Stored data
// Create the Error, ErrorKind, ResultExt, and Result types.
// Other modules in this crate `use crate::errors::*;` to get access to everything
// `error_chain!` creates.
//
// Every kind in the maze core is a contract violation by the caller (bad coordinate,
// non-adjacent cells, unknown algorithm name). None of them are retried.
use error_chain::error_chain;

use crate::cells::Cartesian2DCoordinate;

error_chain! {

    foreign_links {
        Io(::std::io::Error);
        ImageFailure(::image::ImageError);
    }

    errors {
        InvalidDirection(direction: String) {
            description("invalid direction")
            display("Invalid direction: '{}', expected one of N, E, S, W", direction)
        }
        OutOfBounds(coord: Cartesian2DCoordinate) {
            description("cell coordinates out of bounds")
            display("Cell coordinates out of bounds: ({}, {})", coord.x, coord.y)
        }
        NonAdjacentCells(a: Cartesian2DCoordinate, b: Cartesian2DCoordinate) {
            description("cells are not adjacent")
            display("Cells ({}, {}) and ({}, {}) are not adjacent", a.x, a.y, b.x, b.y)
        }
        UnknownAlgorithm(name: String) {
            description("unknown maze generation algorithm")
            display("Unknown algorithm: {}", name)
        }
        InvalidDimensions(width: usize, height: usize) {
            description("invalid maze dimensions")
            display("Invalid maze dimensions {}x{}, both must be positive", width, height)
        }
        InvalidCompactCode(code: char) {
            description("invalid compact wall code")
            display("Invalid compact wall code: '{}', expected a hexadecimal digit", code)
        }
        ConfigSyntax(line_number: usize, line: String) {
            description("invalid config line")
            display("Invalid line {}: {}", line_number, line)
        }
        MissingConfigKeys(keys: Vec<String>) {
            description("missing config keys")
            display("Missing config keys: {}", keys.join(", "))
        }
        InvalidConfigValue(key: String, reason: String) {
            description("invalid config value")
            display("Invalid {}: {}", key, reason)
        }
    }
}
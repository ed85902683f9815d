//! **amazeing** generates rectangular grid mazes, dumps them as hexadecimal wall codes and
//! renders them as text or images.

#![recursion_limit = "1024"]

pub mod cells;
pub mod config;
pub mod errors;
pub mod generators;
pub mod maze;
pub mod renderers;
pub mod units;
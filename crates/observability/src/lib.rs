//! # Observability
//!
//! 可观测性模块：Tracing + Prometheus 指标。
//!
//! ## 功能
//!
//! - Tracing 初始化 (JSON/Pretty/Compact 格式)
//! - Prometheus 指标导出
//! - SlowWriter 写入/刷新指标记录
//!
//! ## 使用示例
//!
//! ```ignore
//! use observability::{init_with_config, ObservabilityConfig, LogFormat};
//!
//! init_with_config(ObservabilityConfig {
//!     log_format: LogFormat::Compact,
//!     metrics_port: None,
//!     ..Default::default()
//! })?;
//! ```

pub mod metrics;

use anyhow::{Context, Result};
use metrics_exporter_prometheus::PrometheusBuilder;
use tracing_subscriber::{fmt, layer::SubscriberExt, util::SubscriberInitExt, EnvFilter};

// Re-exports
pub use crate::metrics::{
    record_buffered_bytes, record_discarded, record_drain, record_flush_request, record_write,
};

/// 可观测性配置
#[derive(Debug, Clone)]
pub struct ObservabilityConfig {
    /// 日志格式
    pub log_format: LogFormat,
    /// Prometheus 端口 (None = 禁用，默认禁用)
    pub metrics_port: Option<u16>,
    /// 默认日志级别
    pub default_log_level: String,
}

impl Default for ObservabilityConfig {
    fn default() -> Self {
        Self {
            log_format: LogFormat::Json,
            metrics_port: None,
            default_log_level: "info".to_string(),
        }
    }
}

/// 日志格式
#[derive(Debug, Clone, Copy, Default)]
pub enum LogFormat {
    /// JSON 结构化日志
    #[default]
    Json,
    /// 人类可读格式
    Pretty,
    /// 紧凑单行格式
    Compact,
}

/// 使用自定义配置初始化
///
/// 日志始终写到 stderr，stdout 留给 sink 使用。
pub fn init_with_config(config: ObservabilityConfig) -> Result<()> {
    let filter = EnvFilter::try_from_default_env()
        .unwrap_or_else(|_| EnvFilter::new(&config.default_log_level));

    // 只有一个格式层为 Some；Option<Layer> 本身就是 Layer
    let (json, pretty, compact) = match config.log_format {
        LogFormat::Json => (
            Some(
                fmt::layer()
                    .json()
                    .with_writer(std::io::stderr)
                    .with_target(true)
                    .with_file(true)
                    .with_line_number(true),
            ),
            None,
            None,
        ),
        LogFormat::Pretty => (
            None,
            Some(fmt::layer().pretty().with_writer(std::io::stderr)),
            None,
        ),
        LogFormat::Compact => (
            None,
            None,
            Some(fmt::layer().compact().with_writer(std::io::stderr)),
        ),
    };

    tracing_subscriber::registry()
        .with(filter)
        .with(json)
        .with(pretty)
        .with(compact)
        .try_init()
        .context("Failed to initialize tracing subscriber")?;

    if let Some(port) = config.metrics_port {
        init_metrics_only(port)?;
    }

    tracing::info!(
        log_format = ?config.log_format,
        metrics_port = ?config.metrics_port,
        "Observability initialized"
    );

    Ok(())
}

/// 仅初始化 Prometheus 指标（不初始化 Tracing）
///
/// 用于 Tracing 已由其他模块初始化的场景。
pub fn init_metrics_only(port: u16) -> Result<()> {
    PrometheusBuilder::new()
        .with_http_listener(([0, 0, 0, 0], port))
        .install()
        .context("Failed to install Prometheus recorder")?;

    tracing::info!(port = port, "Prometheus metrics endpoint initialized");
    Ok(())
}

#[cfg(test)]
mod tests {
    use super::*;

    #[test]
    fn test_default_config_has_no_listener() {
        let config = ObservabilityConfig::default();
        assert_eq!(config.metrics_port, None);
        assert_eq!(config.default_log_level, "info");
        assert!(matches!(config.log_format, LogFormat::Json));
    }
}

*Task directions:* The full set of records must be transcribed character for character.

*Answer for the task:*
// Create the Error, ErrorKind, ResultExt, and Result types.
// Other modules in this crate `use crate::errors::*;` to get access to everything
// `error_chain!` creates.
//
// Every kind in the maze core is a contract violation by the caller (bad coordinate,
// non-adjacent cells, unknown algorithm name). None of them are retried.
use error_chain::error_chain;

use crate::cells::Cartesian2DCoordinate;

error_chain! {

    foreign_links {
        Io(::std::io::Error);
        ImageFailure(::image::ImageError);
    }

    errors {
        InvalidDirection(direction: String) {
            description("invalid direction")
            display("Invalid direction: '{}', expected one of N, E, S, W", direction)
        }
        OutOfBounds(coord: Cartesian2DCoordinate) {
            description("cell coordinates out of bounds")
            display("Cell coordinates out of bounds: ({}, {})", coord.x, coord.y)
        }
        NonAdjacentCells(a: Cartesian2DCoordinate, b: Cartesian2DCoordinate) {
            description("cells are not adjacent")
            display("Cells ({}, {}) and ({}, {}) are not adjacent", a.x, a.y, b.x, b.y)
        }
        UnknownAlgorithm(name: String) {
            description("unknown maze generation algorithm")
            display("Unknown algorithm: {}", name)
        }
        InvalidDimensions(width: usize, height: usize) {
            description("invalid maze dimensions")
            display("Invalid maze dimensions {}x{}, both must be positive", width, height)
        }
        InvalidCompactCode(code: char) {
            description("invalid compact wall code")
            display("Invalid compact wall code: '{}', expected a hexadecimal digit", code)
        }
        ConfigSyntax(line_number: usize, line: String) {
            description("invalid config line")
            display("Invalid line {}: {}", line_number, line)
        }
        MissingConfigKeys(keys: Vec<String>) {
            description("missing config keys")
            display("Missing config keys: {}", keys.join(", "))
        }
        InvalidConfigValue(key: String, reason: String) {
            description("invalid config value")
            display("Invalid {}: {}", key, reason)
        }
    }
}
repository ed85902683f9815d
//! **amazeing** generates rectangular grid mazes, dumps them as hexadecimal wall codes and
//! renders them as text or images.

#![recursion_limit = "1024"]

pub mod cells;
pub mod config;
pub mod errors;
pub mod generators;
pub mod maze;
pub mod renderers;
pub mod units;
filename crates/observability/src/lib.rs
//! # Observability
//!
//! 可观测性模块：Tracing + Prometheus 指标。
//!
//! ## 功能
//!
//! - Tracing 初始化 (JSON/Pretty/Compact 格式)
//! - Prometheus 指标导出
//! - SlowWriter 写入/刷新指标记录
//!
//! ## 使用示例
//!
//! ```ignore
//! use observability::{init_with_config, ObservabilityConfig, LogFormat};
//!
//! init_with_config(ObservabilityConfig {
//!     log_format: LogFormat::Compact,
//!     metrics_port: None,
//!     ..Default::default()
//! })?;
//! ```

pub mod metrics;

use anyhow::{Context, Result};
use metrics_exporter_prometheus::PrometheusBuilder;
use tracing_subscriber::{fmt, layer::SubscriberExt, util::SubscriberInitExt, EnvFilter};

// Re-exports
pub use crate::metrics::{
    record_buffered_bytes, record_discarded, record_drain, record_flush_request, record_write,
};

/// 可观测性配置
#[derive(Debug, Clone)]
pub struct ObservabilityConfig {
    /// 日志格式
    pub log_format: LogFormat,
    /// Prometheus 端口 (None = 禁用，默认禁用)
    pub metrics_port: Option<u16>,
    /// 默认日志级别
    pub default_log_level: String,
}

impl Default for ObservabilityConfig {
    fn default() -> Self {
        Self {
            log_format: LogFormat::Json,
            metrics_port: None,
            default_log_level: "info".to_string(),
        }
    }
}

/// 日志格式
#[derive(Debug, Clone, Copy, Default)]
pub enum LogFormat {
    /// JSON 结构化日志
    #[default]
    Json,
    /// 人类可读格式
    Pretty,
    /// 紧凑单行格式
    Compact,
}

/// 使用自定义配置初始化
///
/// 日志始终写到 stderr，stdout 留给 sink 使用。
pub fn init_with_config(config: ObservabilityConfig) -> Result<()> {
    let filter = EnvFilter::try_from_default_env()
        .unwrap_or_else(|_| EnvFilter::new(&config.default_log_level));

    // 只有一个格式层为 Some；Option<Layer> 本身就是 Layer
    let (json, pretty, compact) = match config.log_format {
        LogFormat::Json => (
            Some(
                fmt::layer()
                    .json()
                    .with_writer(std::io::stderr)
                    .with_target(true)
                    .with_file(true)
                    .with_line_number(true),
            ),
            None,
            None,
        ),
        LogFormat::Pretty => (
            None,
            Some(fmt::layer().pretty().with_writer(std::io::stderr)),
            None,
        ),
        LogFormat::Compact => (
            None,
            None,
            Some(fmt::layer().compact().with_writer(std::io::stderr)),
        ),
    };

    tracing_subscriber::registry()
        .with(filter)
        .with(json)
        .with(pretty)
        .with(compact)
        .try_init()
        .context("Failed to initialize tracing subscriber")?;

    if let Some(port) = config.metrics_port {
        init_metrics_only(port)?;
    }

    tracing::info!(
        log_format = ?config.log_format,
        metrics_port = ?config.metrics_port,
        "Observability initialized"
    );

    Ok(())
}

/// 仅初始化 Prometheus 指标（不初始化 Tracing）
///
/// 用于 Tracing 已由其他模块初始化的场景。
pub fn init_metrics_only(port: u16) -> Result<()> {
    PrometheusBuilder::new()
        .with_http_listener(([0, 0, 0, 0], port))
        .install()
        .context("Failed to install Prometheus recorder")?;

    tracing::info!(port = port, "Prometheus metrics endpoint initialized");
    Ok(())
}

#[cfg(test)]
mod tests {
    use super::*;

    #[test]
    fn test_default_config_has_no_listener() {
        let config = ObservabilityConfig::default();
        assert_eq!(config.metrics_port, None);
        assert_eq!(config.default_log_level, "info");
        assert!(matches!(config.log_format, LogFormat::Json));
    }
}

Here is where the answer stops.